Justice has sounded confident heading into the session.
“So we’re going to call the folks back in and try and get their blessing and try to move forward on a lot of wonderful projects,” he said last week.
Other proposed funding includes $30 million for State Park expansion projects; $17 million to the Governor’s Contingency Fund for matching dollars for flood-related new school construction projects in Kanawha and Nicholas counties and $5 million to the Division of Tourism for economic development projects associated with the recent designation of the New Gorge National Park & Preserve in Fayette County.
Blair said the session will also include a resolution calling on the federal government to allocate $8 billion to West Virginia for mine reclamation costs.
Blair noted earlier this month that the White House Interagency Working Group on Coal and Power Plant Communities and Economic Revitalization has identified nearly $38 billion in existing federal funding that could be accessed for infrastructure, environmental remediation, community revitalization, and jobs to support hard-hit energy communities.

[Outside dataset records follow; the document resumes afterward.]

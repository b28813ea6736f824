//! Job repository: state transitions for the `extraction_jobs` table.
//!
//! Transitions are conditional updates on the current status. A `false`
//! return means another writer moved the job first and nothing changed.

use chrono::{DateTime, Utc};
use rusqlite::{params, Connection, OptionalExtension, Row, Transaction, TransactionBehavior};

use crate::model::{ExtractionJob, JobStatus, Recipe};

use super::{recipe_repo, Database, DatabaseError};

const NON_TERMINAL: &str = "('pending', 'fetching_transcript', 'analyzing')";

/// Something that makes a new submission for the same user and video
/// redundant.
#[derive(Debug, Clone, PartialEq)]
pub enum Duplicate {
    /// Public id of the recipe the user already has.
    Recipe(String),
    /// The user's job for this video that is still running.
    ActiveJob(ExtractionJob),
}

/// Result of [`complete_with_recipe`].
#[derive(Debug, Clone, Copy, PartialEq, Eq)]
pub enum Completion {
    Completed,
    /// The job was no longer `analyzing`. Nothing was written.
    NotAnalyzing,
    /// The user already has a recipe for this video. Nothing was written.
    DuplicateRecipe,
}

fn from_row(row: &Row<'_>) -> Result<ExtractionJob, rusqlite::Error> {
    Ok(ExtractionJob {
        id: row.get("id")?,
        public_id: row.get("public_id")?,
        user_id: row.get("user_id")?,
        source_url: row.get("source_url")?,
        normalized_url: row.get("normalized_url")?,
        platform: row.get("platform")?,
        status: row.get("status")?,
        progress: row.get("progress")?,
        status_message: row.get("status_message")?,
        recipe_id: row.get("recipe_id")?,
        error: row.get("error")?,
        telegram_chat_id: row.get("telegram_chat_id")?,
        target_language: row.get("target_language")?,
        created_at: row.get("created_at")?,
        updated_at: row.get("updated_at")?,
    })
}

fn insert_with(conn: &Connection, job: &ExtractionJob) -> Result<(), DatabaseError> {
    conn.execute(
        "INSERT INTO extraction_jobs (id, public_id, user_id, source_url, normalized_url,
         platform, status, progress, status_message, recipe_id, error, telegram_chat_id,
         target_language, created_at, updated_at)
         VALUES (?1, ?2, ?3, ?4, ?5, ?6, ?7, ?8, ?9, ?10, ?11, ?12, ?13, ?14, ?15)",
        params![
            job.id,
            job.public_id,
            job.user_id,
            job.source_url,
            job.normalized_url,
            job.platform,
            job.status,
            job.progress,
            job.status_message,
            job.recipe_id,
            job.error,
            job.telegram_chat_id,
            job.target_language,
            job.created_at,
            job.updated_at,
        ],
    )?;
    Ok(())
}

/// Inserts a new job row. A second active job for the same user and video
/// violates a unique index.
pub fn insert(db: &Database, job: &ExtractionJob) -> Result<(), DatabaseError> {
    db.with_conn(|conn| insert_with(conn, job))
}

fn duplicate_with(
    conn: &Connection,
    user_id: &str,
    normalized_url: &str,
) -> Result<Option<Duplicate>, DatabaseError> {
    if let Some(recipe) = recipe_repo::find_by_user_and_url_with(conn, user_id, normalized_url)? {
        return Ok(Some(Duplicate::Recipe(recipe.public_id)));
    }
    Ok(find_active_with(conn, user_id, normalized_url)?.map(Duplicate::ActiveJob))
}

/// Looks for an existing recipe, then a running job, for the user and URL.
pub fn find_duplicate(
    db: &Database,
    user_id: &str,
    normalized_url: &str,
) -> Result<Option<Duplicate>, DatabaseError> {
    db.with_conn(|conn| duplicate_with(conn, user_id, normalized_url))
}

/// Inserts `job` unless the user already has a recipe or an active job for
/// the same video. The check and the insert share one `IMMEDIATE`
/// transaction, so no other writer can slip in between.
pub fn insert_unless_duplicate(
    db: &Database,
    job: &ExtractionJob,
) -> Result<Option<Duplicate>, DatabaseError> {
    db.with_conn(|conn| {
        let tx = Transaction::new_unchecked(conn, TransactionBehavior::Immediate)?;
        if let Some(duplicate) = duplicate_with(&tx, &job.user_id, &job.normalized_url)? {
            return Ok(Some(duplicate));
        }
        insert_with(&tx, job)?;
        tx.commit()?;
        Ok(None)
    })
}

/// Finds a job by the id handed out to clients.
pub fn find_by_public_id(
    db: &Database,
    public_id: &str,
) -> Result<Option<ExtractionJob>, DatabaseError> {
    db.with_conn(|conn| {
        let job = conn
            .query_row(
                "SELECT * FROM extraction_jobs WHERE public_id = ?1",
                params![public_id],
                from_row,
            )
            .optional()?;
        Ok(job)
    })
}

/// Finds the newest non-terminal job of a user for a normalized URL.
pub fn find_active_for_user_url(
    db: &Database,
    user_id: &str,
    normalized_url: &str,
) -> Result<Option<ExtractionJob>, DatabaseError> {
    db.with_conn(|conn| find_active_with(conn, user_id, normalized_url))
}

fn find_active_with(
    conn: &Connection,
    user_id: &str,
    normalized_url: &str,
) -> Result<Option<ExtractionJob>, DatabaseError> {
    let sql = format!(
        "SELECT * FROM extraction_jobs
         WHERE user_id = ?1 AND normalized_url = ?2 AND status IN {}
         ORDER BY created_at DESC LIMIT 1",
        NON_TERMINAL
    );
    let job = conn
        .query_row(&sql, params![user_id, normalized_url], from_row)
        .optional()?;
    Ok(job)
}

/// Claims a pending job for processing: `pending → fetching_transcript`.
///
/// Returns `false` when the job was not pending, which makes duplicate
/// triggers for the same job a no-op.
pub fn claim_pending(
    db: &Database,
    public_id: &str,
    message: &str,
    now: DateTime<Utc>,
) -> Result<bool, DatabaseError> {
    advance(
        db,
        public_id,
        JobStatus::Pending,
        JobStatus::FetchingTranscript,
        message,
        now,
    )
}

/// Moves a job from `from` to `to` if it is still in `from`.
///
/// Progress only ever grows: the stored value becomes
/// `MAX(progress, to.progress())`.
pub fn advance(
    db: &Database,
    public_id: &str,
    from: JobStatus,
    to: JobStatus,
    message: &str,
    now: DateTime<Utc>,
) -> Result<bool, DatabaseError> {
    debug_assert!(from.can_transition_to(to));
    let progress = to.progress().unwrap_or(0);
    db.with_conn(|conn| {
        let changed = conn.execute(
            "UPDATE extraction_jobs
             SET status = ?3, progress = MAX(progress, ?4), status_message = ?5, updated_at = ?6
             WHERE public_id = ?1 AND status = ?2",
            params![public_id, from, to, progress, message, now],
        )?;
        Ok(changed == 1)
    })
}

/// Marks a non-terminal job as failed. Progress is left as reached.
pub fn mark_failed(
    db: &Database,
    public_id: &str,
    error: &str,
    now: DateTime<Utc>,
) -> Result<bool, DatabaseError> {
    db.with_conn(|conn| {
        let sql = format!(
            "UPDATE extraction_jobs
             SET status = 'failed', error = ?2, recipe_id = NULL,
                 status_message = 'Extraction failed', updated_at = ?3
             WHERE public_id = ?1 AND status IN {}",
            NON_TERMINAL
        );
        let changed = conn.execute(&sql, params![public_id, error, now])?;
        Ok(changed == 1)
    })
}

/// Persists the recipe and completes the job in one transaction.
///
/// Only an `analyzing` job can complete, and a user holds at most one
/// recipe per video. Either violation rolls everything back.
pub fn complete_with_recipe(
    db: &Database,
    public_id: &str,
    recipe: &Recipe,
    now: DateTime<Utc>,
) -> Result<Completion, DatabaseError> {
    db.with_conn(|conn| {
        let tx = conn.unchecked_transaction()?;
        let changed = tx.execute(
            "UPDATE extraction_jobs
             SET status = 'completed', progress = 100, recipe_id = ?2, error = NULL,
                 status_message = 'Recipe ready', updated_at = ?3
             WHERE public_id = ?1 AND status = 'analyzing'",
            params![public_id, recipe.public_id, now],
        )?;
        if changed != 1 {
            tx.rollback()?;
            return Ok(Completion::NotAnalyzing);
        }
        if !recipe_repo::insert_with(&tx, recipe)? {
            tx.rollback()?;
            return Ok(Completion::DuplicateRecipe);
        }
        tx.commit()?;
        Ok(Completion::Completed)
    })
}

“If the government is going to destroy all of these things then they have a responsibility to jump on board and help us out with this and the $8 billion out of $38 billion is a fair deal,” Blair said Wednesday.
The recently created Joint Committee on Mine Reclamation is scheduled to meet at 9:30 Thursday morning to take up the proposed resolution.
Regional Jail bills
Gov. Justice has also included on the special session call a bill that freezes regional jail per diem rates at their current level.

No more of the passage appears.